London denim brand Made in Heaven wants to let customers get a look into its world.
Chloe Lonsdale, who two years ago revived the line that her godfather, Tony O’Gorman, launched in 1969, opened a warehouse-style store this week that doubles as a showroom at the company’s headquarters in the Chelsea district.
“It happened organically,” Lonsdale said. “Customers would see our pieces hanging in the showroom windows and then started to ask to come in.”
Lonsdale began selling to the customers when the brand’s local stores had sold out of the season’s pieces.
“With a store, customers can see our whole range and Made in Heaven’s history,” added Misty Twigg, head of sales and marketing.
On display alongside the brand’s collection, which, for fall 2007, includes denim jeans, HotPants, knit sweaters, T-shirts and belts, are press clippings from the brand’s Sixties and Seventies heyday.
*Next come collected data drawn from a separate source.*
impl State {
    fn new(ident: u32, basis: Vec<Config>, configs: Vec<Config>) -> Self {
        State(Rc::new(StateData {
            ident,
            basis,
            configs,
            actions: RefCell::new(vec![]),
        }))
    }

    pub fn ident(&self) -> u32 {
        self.0.ident
    }

    pub fn basis(&self) -> &[Config] {
        &self.0.basis
    }

    pub fn configs(&self) -> &[Config] {
        &self.0.configs
    }

    pub fn actions(&self) -> Ref<'_, Vec<Action>> {
        self.0.actions.borrow()
    }

    pub fn actions_mut(&self) -> RefMut<'_, Vec<Action>> {
        self.0.actions.borrow_mut()
    }

    pub fn add_action(&self, action: Action) {
        self.0.actions.borrow_mut().push(action)
    }

    pub fn sort_actions(&self) {
        self.0.actions.borrow_mut().sort();
    }
}

/// Builds the LR(0) machine for a prepared grammar, then runs the
/// follow-set fixed point over the propagation links.
pub struct StateBuilder {
    states: Vec<State>,
    index: HashMap<Vec<(u32, usize)>, u32>,
}

impl StateBuilder {
    pub fn build(grammar: &Grammar) -> Vec<State> {
        let mut builder = StateBuilder {
            states: vec![],
            index: HashMap::new(),
        };
        let mut pool = ConfigPool::new();
        let wrapper = grammar.augmented_rule();
        let start_config = pool.add_basis(&wrapper, 0);
        start_config.add_follow(grammar.symbols.end_symbol().ident());
        builder.get_state(pool);
        builder.find_links();
        builder.find_follow_sets();
        builder.states
    }

    /// Return the state with the given basis, building it (and recursively
    /// its successors) when it is new.  When an equivalent state already
    /// exists the pending basis is discarded after its backward links have
    /// been transferred onto the existing configurations, pairwise: both
    /// basis lists are sorted on the same key, so they line up.
    fn get_state(&mut self, mut pool: ConfigPool) -> u32 {
        pool.sort_basis();
        let key = pool.basis_key();
        if let Some(&ident) = self.index.get(&key) {
            let existing = self.states[ident as usize].clone();
            for (old, pending) in existing.basis().iter().zip(pool.basis.iter()) {
                debug_assert_eq!(old.key(), pending.key());
                for source in pending.take_backward() {
                    old.add_backward(&source);
                }
            }
            ident
        } else {
            self.closure(&mut pool);
            pool.sort_list();
            let ident = self.states.len() as u32;
            let state = State::new(ident, pool.basis.clone(), pool.list.clone());
            for config in state.configs() {
                config.set_state(ident);
            }
            self.states.push(state.clone());
            self.index.insert(key, ident);
            self.build_shifts(&state);
            ident
        }
    }

    /// Expand the pool to its closure.  Each new configuration's follow set
    /// is seeded from the symbols after the expanded nonterminal; when that
    /// scan runs off the end of the rule, the outer configuration's follow
    /// must flow into the new one on every change, recorded as a forward
    /// propagation link.
    fn closure(&self, pool: &mut ConfigPool) {
        let mut i = 0;
        while i < pool.list.len() {
            let config = pool.list[i].clone();
            i += 1;
            let symbol = match config.next_symbol() {
                Some(symbol) => symbol,
                None => continue,
            };
            if !symbol.is_non_terminal() {
                continue;
            }
            for rule in symbol.rules() {
                let new_config = pool.add(&rule, 0);
                let mut fell_off = true;
                for follower in config.rule().rhs()[config.dot() + 1..].iter() {
                    if follower.is_terminal() {
                        new_config.add_follow(follower.ident());
                        fell_off = false;
                        break;
                    }
                    new_config.union_follow_with(&follower.firsts());
                    if !follower.lambda() {
                        fell_off = false;
                        break;
                    }
                }
                if fell_off {
                    config.add_forward(&new_config);
                }
            }
        }
    }

    /// Group the configurations by the symbol after the dot and build the
    /// successor state for each group.  Every advanced configuration keeps
    /// a backward link to the configuration it was advanced from.
    fn build_shifts(&mut self, state: &State) {
        for config in state.configs() {
            config.set_status(ConfigStatus::Incomplete);
        }
        for i in 0..state.configs().len() {
            let config = state.configs()[i].clone();
            if config.status() == ConfigStatus::Complete {
                continue;
            }
            let symbol = match config.next_symbol() {
                Some(symbol) => symbol,
                None => continue,
            };
            let mut pool = ConfigPool::new();
            for other in state.configs()[i..].iter() {
                if other.status() == ConfigStatus::Complete {
                    continue;
                }
                match other.next_symbol() {
                    Some(other_symbol) if other_symbol == symbol => (),
                    _ => continue,
                }
                other.set_status(ConfigStatus::Complete);
                let advanced = pool.add_basis(other.rule(), other.dot() + 1);
                advanced.add_backward(other);
            }
            let target = self.get_state(pool);
            state.add_action(Action::shift(symbol, target));
        }
    }

    /// Invert every backward link into a forward link on its source.
    fn find_links(&self) {
        for state in self.states.iter() {
            for config in state.configs() {
                for source in config.take_backward() {
                    source.add_forward(config);
                }
            }
        }
    }

    /// Union follow sets along the forward links until nothing changes.
    fn find_follow_sets(&self) {
        for state in self.states.iter() {
            for config in state.configs() {
                config.set_status(ConfigStatus::Incomplete);
            }
        }
        let mut progress = true;
        while progress {
            progress = false;
            for state in self.states.iter() {
                for config in state.configs() {
                    if config.status() == ConfigStatus::Complete {
                        continue;
                    }
                    for target in config.forward() {
                        if target.union_follow_from(config) {
                            target.set_status(ConfigStatus::Incomplete);
                            progress = true;
                        }
                    }
                    config.set_status(ConfigStatus::Complete);
                }
            }
        }
    }
}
That’s when Lonsdale’s parents, who owned the iconic London store Jean Machine on the Kings Road, frequently appeared on the society pages.
“I wanted it to have a Warhol Factory feel, slightly urban and industrial,” Lonsdale said of the cavernous space, which is decorated with vintage and rustic fittings sourced by Lonsdale and Twigg, such as luggage racks from Fifties trains that serve as shelves for the jeans, and apple crates hung on the walls that store dozens of colorful T-shirts.
Lonsdale said she’s already started to react to feedback from customers’ visits.
“Our slightly older customers had asked about higher-waisted jeans, so we’re re-creating a heritage corseted-back jean,” said Lonsdale, whose jeans retail in the U.K. from about 117 pounds, or $230 at current exchange, to 152.50 pounds, or $300.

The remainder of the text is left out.